PROMPT >> Repeat the entries exactly as they are written.
--
//! Worksheet backed by a local CSV file (an exported or hand-kept copy of
//! the spreadsheet). Every cell write is flushed back to the file.

use crate::errors::AppResult;
use crate::sheet::SheetSource;
use crate::sheet::address::CellAddress;
use std::path::{Path, PathBuf};

pub struct CsvSheet {
    path: PathBuf,
    title: String,
    rows: Vec<Vec<String>>,
}

impl CsvSheet {
    pub fn open(path: &Path) -> AppResult<Self> {
        let title = path
            .file_stem()
            .map(|s| s.to_string_lossy().to_string())
            .unwrap_or_else(|| "sheet".to_string());

        let mut sheet = Self {
            path: path.to_path_buf(),
            title,
            rows: Vec::new(),
        };
        sheet.rows = sheet.read_rows()?;
        Ok(sheet)
    }

    fn read_rows(&self) -> AppResult<Vec<Vec<String>>> {
        let mut reader = csv::ReaderBuilder::new()
            .has_headers(false)
            .flexible(true)
            .from_path(&self.path)?;

        // The reader skips blank lines; put them back as empty rows so a
        // row's index always matches its line in the file.
        let mut rows = Vec::new();
        let mut next_line: u64 = 1;
        for record in reader.records() {
            let record = record?;
            if let Some(line) = record.position().map(|p| p.line()) {
                while next_line < line {
                    rows.push(Vec::new());
                    next_line += 1;
                }
                let embedded: u64 = record.iter().map(|f| f.matches('\n').count() as u64).sum();
                next_line = line + embedded + 1;
            }
            rows.push(record.iter().map(|c| c.to_string()).collect());
        }
        Ok(rows)
    }

    fn write_rows(&self) -> AppResult<()> {
        let mut writer = csv::WriterBuilder::new()
            .flexible(true)
            .from_path(&self.path)?;
        for row in &self.rows {
            writer.write_record(row)?;
        }
        writer.flush()?;
        Ok(())
    }
}

impl SheetSource for CsvSheet {
    fn title(&self) -> &str {
        &self.title
    }

    fn fetch_values(&mut self) -> AppResult<Vec<Vec<String>>> {
        self.rows = self.read_rows()?;
        Ok(self.rows.clone())
    }

    fn update_cell(&mut self, address: &CellAddress, value: &str) -> AppResult<()> {
        super::put_cell(&mut self.rows, address, value);
        self.write_rows()
    }
}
--
REPLY TO THE TASK >>
//! Worksheet backed by a local CSV file (an exported or hand-kept copy of
//! the spreadsheet). Every cell write is flushed back to the file.

use crate::errors::AppResult;
use crate::sheet::SheetSource;
use crate::sheet::address::CellAddress;
use std::path::{Path, PathBuf};

pub struct CsvSheet {
    path: PathBuf,
    title: String,
    rows: Vec<Vec<String>>,
}

impl CsvSheet {
    pub fn open(path: &Path) -> AppResult<Self> {
        let title = path
            .file_stem()
            .map(|s| s.to_string_lossy().to_string())
            .unwrap_or_else(|| "sheet".to_string());

        let mut sheet = Self {
            path: path.to_path_buf(),
            title,
            rows: Vec::new(),
        };
        sheet.rows = sheet.read_rows()?;
        Ok(sheet)
    }

    fn read_rows(&self) -> AppResult<Vec<Vec<String>>> {
        let mut reader = csv::ReaderBuilder::new()
            .has_headers(false)
            .flexible(true)
            .from_path(&self.path)?;

        // The reader skips blank lines; put them back as empty rows so a
        // row's index always matches its line in the file.
        let mut rows = Vec::new();
        let mut next_line: u64 = 1;
        for record in reader.records() {
            let record = record?;
            if let Some(line) = record.position().map(|p| p.line()) {
                while next_line < line {
                    rows.push(Vec::new());
                    next_line += 1;
                }
                let embedded: u64 = record.iter().map(|f| f.matches('\n').count() as u64).sum();
                next_line = line + embedded + 1;
            }
            rows.push(record.iter().map(|c| c.to_string()).collect());
        }
        Ok(rows)
    }

    fn write_rows(&self) -> AppResult<()> {
        let mut writer = csv::WriterBuilder::new()
            .flexible(true)
            .from_path(&self.path)?;
        for row in &self.rows {
            writer.write_record(row)?;
        }
        writer.flush()?;
        Ok(())
    }
}

impl SheetSource for CsvSheet {
    fn title(&self) -> &str {
        &self.title
    }

    fn fetch_values(&mut self) -> AppResult<Vec<Vec<String>>> {
        self.rows = self.read_rows()?;
        Ok(self.rows.clone())
    }

    fn update_cell(&mut self, address: &CellAddress, value: &str) -> AppResult<()> {
        super::put_cell(&mut self.rows, address, value);
        self.write_rows()
    }
}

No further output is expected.